**PROBLEM TO SOLVE:**
What is needed is an exact transcription of every record below.

Stored data entries:
=====
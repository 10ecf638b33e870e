//! This crate assigns ranked topics to documents: free keyphrases picked from
//! the text itself, or terms of a controlled vocabulary.

pub mod config;
pub mod error;
pub mod indexer;
pub mod text;
pub mod utils;
pub mod vocab;

/// Topic Indexer
/// A validated configuration bound to its phrase tokenizer, normalizer and,
/// for term assignment, a vocabulary.
///
/// It extracts candidate phrases from documents and trains a model from
/// documents that carry manual topics:
/// - Candidate extraction with a sliding window of up to `max_phrase_length` words
/// - Resolution of manual topic listings
/// - Corpus statistics (document frequency, keyphrase frequency)
/// - Training vectors with the document's own contribution left out
///
/// Any `Classifier` can be plugged into `train`.
pub use indexer::TopicIndexer;

/// Trained Model
/// Corpus dictionaries, the trained classifier, the configuration they were
/// built with and the profile of the normalizer that produced their keys.
///
/// The vocabulary is not part of the model. It is re-attached when a
/// `TopicExtractor` is created, and the vocabulary name has to match the one
/// the model was trained against. Binding with a normalizer of another
/// profile fails.
///
/// # Serialization
/// Supported, as CBOR via `save` / `load`.
pub use indexer::model::TopicModel;

/// Topic Extractor
/// A `TopicModel` bound to its vocabulary. Ranks the candidates of each
/// document by classifier probability, tf×idf and first occurrence and keeps
/// the best `topics_per_document` above the cutoff probability.
///
/// # Thread Safety
/// Read-only after construction. `extract_all` indexes documents in parallel.
pub use indexer::model::{DocumentTopics, RankedTopic, TopicExtractor};

/// Documents and their manual topics
pub use indexer::document::{Document, ManualKeyphrases};

/// Candidate
/// Occurrence record of one phrase identity within a document: frequency,
/// relative first and last position and the surface forms seen.
pub use indexer::candidate::Candidate;

/// Feature vector layout and toggles
pub use indexer::feature::{ClassMode, Feature, FeatureEngine, FeatureToggles, FeatureVector};

/// Classifier Traits
/// `Classifier` trains a `ProbabilityModel` from a `TrainingSet`.
/// A deterministic logistic regression is provided.
pub use indexer::classifier::{Classifier, LogisticModel, LogisticRegression, ProbabilityModel, TrainingSet};

/// Corpus dictionaries, frozen after one build pass
pub use indexer::corpus::{CorpusStatistics, GlobalDictionary, KeyphraseDictionary};

/// Vocabulary
/// A thesaurus index: normalized phrase keys to concept ids, preferred labels,
/// synonyms and related concepts.
///
/// Built once by `VocabularyBuilder` from a statement graph or from flat
/// tables, with either string keyed or interned storage.
///
/// # Serialization
/// Supported. A saved vocabulary is restored verbatim without re-parsing
/// the source.
pub use vocab::{StoreKind, Vocabulary, VocabularyBuilder, VocabularyStore};

/// Text Capabilities
/// Phrase tokenizer, pseudo-phrase normalizer, stemmers and stopword lists.
pub use text::{
    NormalizerProfile, PhraseNormalizer, PhraseTokenizer, Stemmer, StemmerKind, Stopwords, StopwordsKind,
};

pub use config::{IndexerConfig, VocabularyFormat, VocabularyRef};
pub use error::{ClassifierError, ConfigError, IndexerError, Result, VocabularyError};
=====
**TASK OUTPUT:**
repository 10ecf638b33e870e
//! This crate assigns ranked topics to documents: free keyphrases picked from
//! the text itself, or terms of a controlled vocabulary.

pub mod config;
pub mod error;
pub mod indexer;
pub mod text;
pub mod utils;
pub mod vocab;

/// Topic Indexer
/// A validated configuration bound to its phrase tokenizer, normalizer and,
/// for term assignment, a vocabulary.
///
/// It extracts candidate phrases from documents and trains a model from
/// documents that carry manual topics:
/// - Candidate extraction with a sliding window of up to `max_phrase_length` words
/// - Resolution of manual topic listings
/// - Corpus statistics (document frequency, keyphrase frequency)
/// - Training vectors with the document's own contribution left out
///
/// Any `Classifier` can be plugged into `train`.
pub use indexer::TopicIndexer;

/// Trained Model
/// Corpus dictionaries, the trained classifier, the configuration they were
/// built with and the profile of the normalizer that produced their keys.
///
/// The vocabulary is not part of the model. It is re-attached when a
/// `TopicExtractor` is created, and the vocabulary name has to match the one
/// the model was trained against. Binding with a normalizer of another
/// profile fails.
///
/// # Serialization
/// Supported, as CBOR via `save` / `load`.
pub use indexer::model::TopicModel;

/// Topic Extractor
/// A `TopicModel` bound to its vocabulary. Ranks the candidates of each
/// document by classifier probability, tf×idf and first occurrence and keeps
/// the best `topics_per_document` above the cutoff probability.
///
/// # Thread Safety
/// Read-only after construction. `extract_all` indexes documents in parallel.
pub use indexer::model::{DocumentTopics, RankedTopic, TopicExtractor};

/// Documents and their manual topics
pub use indexer::document::{Document, ManualKeyphrases};

/// Candidate
/// Occurrence record of one phrase identity within a document: frequency,
/// relative first and last position and the surface forms seen.
pub use indexer::candidate::Candidate;

/// Feature vector layout and toggles
pub use indexer::feature::{ClassMode, Feature, FeatureEngine, FeatureToggles, FeatureVector};

/// Classifier Traits
/// `Classifier` trains a `ProbabilityModel` from a `TrainingSet`.
/// A deterministic logistic regression is provided.
pub use indexer::classifier::{Classifier, LogisticModel, LogisticRegression, ProbabilityModel, TrainingSet};

/// Corpus dictionaries, frozen after one build pass
pub use indexer::corpus::{CorpusStatistics, GlobalDictionary, KeyphraseDictionary};

/// Vocabulary
/// A thesaurus index: normalized phrase keys to concept ids, preferred labels,
/// synonyms and related concepts.
///
/// Built once by `VocabularyBuilder` from a statement graph or from flat
/// tables, with either string keyed or interned storage.
///
/// # Serialization
/// Supported. A saved vocabulary is restored verbatim without re-parsing
/// the source.
pub use vocab::{StoreKind, Vocabulary, VocabularyBuilder, VocabularyStore};

/// Text Capabilities
/// Phrase tokenizer, pseudo-phrase normalizer, stemmers and stopword lists.
pub use text::{
    NormalizerProfile, PhraseNormalizer, PhraseTokenizer, Stemmer, StemmerKind, Stopwords, StopwordsKind,
};

pub use config::{IndexerConfig, VocabularyFormat, VocabularyRef};
pub use error::{ClassifierError, ConfigError, IndexerError, Result, VocabularyError};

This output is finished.